The vision was just as vivid as the one in which she had seen the murder of Sergei Bolskanov through the eyes of the killer. Nadia had feared that she had simply remembered what she herself had done and that she was the killer, but there were too many details, little things that convinced her she had not done this thing.
This morning she was as sure that she had not done it as she was that Boris Adamovskovich had not committed the murder. She had looked down through the killer’s eyes at the shoes and remembered now that the shoes had not fit, had been too large. Yes, Adamoskovich’s shoes would have been too large for her, but the leg was not that of a woman. Nadia reached for her glasses. She needed them to think.
The vision had been brief, mundane.
In the vision a book lay in her lap. The book was thick and open, facedown. It was War and Peace. Had the person in her vision turned the book over, she was certain she would have been able to read the words before her.
Such things happened to Nadia less frequently than they had when she was younger. When she was a young teen, the visions had come so frequently that they disrupted her life, set her trembling, caused her parents, who were both physicians, to send her for medication and treatment. Almost none of the visions had any meaning. She had seen unfamiliar couples screaming at each other, a cat dying in a doorway, screaming in pain, a boy writing something obscene on the wall of a school or church, a woman with an enormous head smiling at her. Medication and hundreds of hours in therapy, coupled with the passing of time, had kept the visions from lining up and leaping out. Her experiences and her curiosity had led her to her lifetime career and the hope, so far unrealized, that such phenomena could be understood in a scientific context.
Yes, Jung, Freud, and others had noted that what they called hysteria seemed particularly powerful in young girls reaching puberty. Witches, who were probably hysterical girls, began their calling early. She herself had concentrated much of her research on girls in their teens, many of whom had been considered extreme neurotics and borderline psychotics. She had taken them off of drugs and also taken them seriously. She had been one of them.
Occasionally, a man would turn up who had some of the psychic characteristics, someone like the not-too-bright, gentle slouching policeman who was afraid of his ability, wanted to deny it.
Nadia, wearing an extra-large plain-white T-shirt, got out of bed, deciding to get a copy of War and Peace.

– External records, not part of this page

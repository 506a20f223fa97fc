use crate::entities::{cinemas, prelude::*, slots};
use anyhow::Result;
use chrono::{DateTime, Utc};
use sea_orm::{
    ActiveModelTrait, ColumnTrait, DatabaseConnection, EntityTrait, JoinType, PaginatorTrait,
    QueryFilter, QueryOrder, QuerySelect, RelationTrait,
};

pub struct SlotRepository {
    conn: DatabaseConnection,
}

impl SlotRepository {
    pub const fn new(conn: DatabaseConnection) -> Self {
        Self { conn }
    }

    pub async fn insert(&self, slot: slots::ActiveModel) -> Result<slots::Model> {
        Ok(Slots::insert(slot).exec_with_returning(&self.conn).await?)
    }

    pub async fn update(&self, slot: slots::ActiveModel) -> Result<slots::Model> {
        Ok(slot.update(&self.conn).await?)
    }

    pub async fn get(&self, id: i32) -> Result<Option<slots::Model>> {
        Ok(Slots::find_by_id(id).one(&self.conn).await?)
    }

    pub async fn get_by_ids(&self, ids: &[i32]) -> Result<Vec<slots::Model>> {
        if ids.is_empty() {
            return Ok(Vec::new());
        }
        Ok(Slots::find()
            .filter(slots::Column::Id.is_in(ids.iter().copied()))
            .all(&self.conn)
            .await?)
    }

    /// Half-open interval overlap against every other slot in the same
    /// cinema: existing.start < new.end AND existing.end > new.start.
    pub async fn overlap_exists(
        &self,
        cinema_id: i32,
        start_time: DateTime<Utc>,
        end_time: DateTime<Utc>,
        exclude: Option<i32>,
    ) -> Result<bool> {
        let mut query = Slots::find()
            .filter(slots::Column::CinemaId.eq(cinema_id))
            .filter(slots::Column::StartTime.lt(end_time))
            .filter(slots::Column::EndTime.gt(start_time));

        if let Some(id) = exclude {
            query = query.filter(slots::Column::Id.ne(id));
        }

        Ok(query.count(&self.conn).await? > 0)
    }

    /// Upcoming slots of one cinema inside a day window, ordered by start.
    pub async fn for_cinema_on_date(
        &self,
        cinema_id: i32,
        day_start: DateTime<Utc>,
        day_end: DateTime<Utc>,
        now: DateTime<Utc>,
    ) -> Result<Vec<slots::Model>> {
        Ok(Slots::find()
            .filter(slots::Column::CinemaId.eq(cinema_id))
            .filter(slots::Column::StartTime.gte(day_start))
            .filter(slots::Column::StartTime.lt(day_end))
            .filter(slots::Column::StartTime.gt(now))
            .order_by_asc(slots::Column::StartTime)
            .all(&self.conn)
            .await?)
    }

    /// Upcoming slots of one movie inside a day window, optionally limited
    /// to cinemas of one city.
    pub async fn for_movie_on_date(
        &self,
        movie_id: i32,
        day_start: DateTime<Utc>,
        day_end: DateTime<Utc>,
        now: DateTime<Utc>,
        city_id: Option<i32>,
    ) -> Result<Vec<slots::Model>> {
        let mut query = Slots::find()
            .filter(slots::Column::MovieId.eq(movie_id))
            .filter(slots::Column::StartTime.gte(day_start))
            .filter(slots::Column::StartTime.lt(day_end))
            .filter(slots::Column::StartTime.gt(now))
            .order_by_asc(slots::Column::StartTime);

        if let Some(city) = city_id {
            query = query
                .join(JoinType::InnerJoin, slots::Relation::Cinemas.def())
                .filter(cinemas::Column::CityId.eq(city));
        }

        Ok(query.all(&self.conn).await?)
    }
}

She had read it only once, when she was a brilliant, nearsighted girl who was being given drugs to help control her supposed deliriums. The book had absorbed her, helped calm her. She had been particularly fascinated by Tolstoy’s Napoleon, a tormented, overly confident creature moved more by chance and the inevitability of history than by his own design. But she had soon moved from fiction and for more than a decade now had read none at all.